Permeability study through everted rat jejunum sacks

The permeability experiment was performed according to a previously described method [32] with some modifications. Male SD rats (250–280 g) were deprived of food 12 h before the experiment with free access to water. A mid-line incision was made in the abdomen of the anesthetized rats. The intestine was exposed, and six segments (10 cm each) of the jejunum were cut 10 cm after the ligament of Treitz. The segments were immersed immediately into ice cold Krebs-Heneseleit bicarbonate buffer (pH 7.4), and the intestinal contents were removed. Each segment was everted over a glass rod and tied from one side with a silk thread. A silastic catheter (0.58 mm i.d. x 0.965 mm o.d) was inserted into the other side and tied. The segments were filled with 2 ml of the buffer. 30 ml of freshly prepared solution of the prodrug or GlcN (1.5 mM) in the buffer was added to perfusion apparatus vessels (n = 6), and a single everted jejunum sack was immersed in each vessel in order to introduce the compound solutions to the mucosal (outer surface of the everted gut) side. The solutions were oxygenated by a mixture of O₂/CO₂ (95/5) during the experiment, and temperature was kept at 37°C. Serial samples (0.5 mL) were collected from both mucosal and serosal sides at 0, 15, 30, and 60 min. The withdrawn volume was replaced with an equal volume of the Krebs buffer. Samples were kept frozen at -20°C until the day of analysis. On the day of the analysis, samples were thawed and incubated with lithium hydroxide (LiOH, 1 N) for 2 h in order to cleave the ester bond and yield the parent drug (GlcN) and the di-peptide moiety. The amount of GlcN transferred into the serosal site and remained in the mucosal site was measured using the analytical HPLC assay for GlcN; this amount represented the amount of the prodrug moved from the mucosal side toward the serosal side. Cumulative amount of prodrug inside the jejunum sacks (the serosal side) were calculated and compared with the values for GlcN. In addition, percent average ratio of GlcN concentration inside/outside the jejunum sacks (n = 6) after 60 min incubation with GVG was calculated and compared to that of GlcN.

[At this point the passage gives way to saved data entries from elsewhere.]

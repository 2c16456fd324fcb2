//! Thin invoker for the external git executable.
//!
//! All repository plumbing (refs, object database, revision walks) goes
//! through child processes of this binary. The executable path is resolved
//! once at construction; `BITS_GIT` overrides the default `git` lookup.

use std::ffi::OsString;
use std::io::Write;
use std::path::{Path, PathBuf};
use std::process::{Child, Command, Output, Stdio};

use tracing::trace;

use crate::error::{BitsError, Result};

pub struct Git {
    exe: OsString,
    workdir: PathBuf,
}

impl Git {
    pub fn new(workdir: impl Into<PathBuf>) -> Self {
        let exe = std::env::var_os("BITS_GIT").unwrap_or_else(|| OsString::from("git"));
        Self {
            exe,
            workdir: workdir.into(),
        }
    }

    pub fn workdir(&self) -> &Path {
        &self.workdir
    }

    /// Build a `Command` for a git invocation; callers wire up stdio for
    /// pipeline stages themselves.
    pub fn command(&self, args: &[&str]) -> Command {
        trace!(?args, "git");
        let mut cmd = Command::new(&self.exe);
        cmd.args(args).current_dir(&self.workdir);
        cmd
    }

    /// Spawn a stage with explicit stdio wiring.
    pub fn spawn(&self, args: &[&str], stdin: Stdio, stdout: Stdio) -> Result<Child> {
        let child = self
            .command(args)
            .stdin(stdin)
            .stdout(stdout)
            .stderr(Stdio::inherit())
            .spawn()?;
        Ok(child)
    }

    fn run_inner(&self, args: &[&str], stdin: Option<&[u8]>) -> Result<Output> {
        let mut cmd = self.command(args);
        cmd.stdin(if stdin.is_some() {
            Stdio::piped()
        } else {
            Stdio::null()
        });
        cmd.stdout(Stdio::piped());
        cmd.stderr(Stdio::piped());

        let mut child = cmd.spawn()?;
        if let Some(input) = stdin {
            // Plumbing commands consume all of stdin before producing
            // output, so a sequential write does not deadlock.
            let mut handle = child.stdin.take().expect("stdin was piped");
            handle.write_all(input)?;
        }
        Ok(child.wait_with_output()?)
    }

    /// Run git to completion, returning captured stdout. A non-zero exit
    /// becomes a `Git` error carrying the child's stderr verbatim.
    pub fn run(&self, args: &[&str], stdin: Option<&[u8]>) -> Result<Vec<u8>> {
        let output = self.run_inner(args, stdin)?;
        if !output.status.success() {
            return Err(Self::command_error(args, &output));
        }
        Ok(output.stdout)
    }

    /// Like `run`, but hands back the full `Output` so callers can treat
    /// certain exit codes (missing ref, non-fast-forward) as expected.
    pub fn run_unchecked(&self, args: &[&str], stdin: Option<&[u8]>) -> Result<Output> {
        self.run_inner(args, stdin)
    }

    /// Run git and return stdout as a whitespace-trimmed string.
    pub fn run_trimmed(&self, args: &[&str]) -> Result<String> {
        let stdout = self.run(args, None)?;
        Ok(String::from_utf8_lossy(&stdout).trim().to_string())
    }

    /// Map a failed invocation to the error type.
    pub fn command_error(args: &[&str], output: &Output) -> BitsError {
        BitsError::Git {
            args: args.join(" "),
            status: output.status.code().unwrap_or(-1),
            stderr: String::from_utf8_lossy(&output.stderr).trim().to_string(),
        }
    }

    /// Map a status from a pipeline stage (stderr already inherited).
    pub fn stage_error(args: &[&str], status: std::process::ExitStatus) -> BitsError {
        BitsError::Git {
            args: args.join(" "),
            status: status.code().unwrap_or(-1),
            stderr: String::new(),
        }
    }
}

Furthermore, permeability inhibition test for GVG in the presence and absence of a specific PepT1 substrate, Gly-Sar, was carried out. Rats’ jejunum sacks were pre-incubated either with Gly-Sar (10 mM) or Krebs-Heneseleit bicarbonate buffer for 5 min, and a sufficient amount of GVG was then added to the solution to make a final concentration of 1.5 mM. Aliquots of the samples (0.5 mL) were collected from both the mucosal and the serosal sides at 60 min. Samples were incubated with LiOH to cleave the ester bond in order to yield the parent drug (GlcN). Finally the GlcN concentration inside and outside of the jejunum sacks was measured using the analytical HPLC assay for GlcN, and the percent ratio of GlcN concentration inside/outside the jejunum sacks was calculated.

Statistical analysis

Data are presented as mean ±S.D. Differences among the cumulative amount of GlcN (μg) inside the jejunum sacks, and the percent average ratio of GlcN concentration inside /outside the jejunum sacks after 60 min was determined utilizing a one-way ANOVA, followed by Bonferroni post-test. Statistical analyses were carried out using Prism software (GraphPad Software Inc., San Diego, CA, USA) at P < 0.05.

Results

Synthesis and characterization

Dipeptide-GlcN prodrug, GVG, was designed to target the PepT1 for enhancing the bioavailability of the parent drug, GlcN. The synthesis of GVG was achieved using solid-phase synthesis on 2-chlorotrityl chloride resin (Fig 2).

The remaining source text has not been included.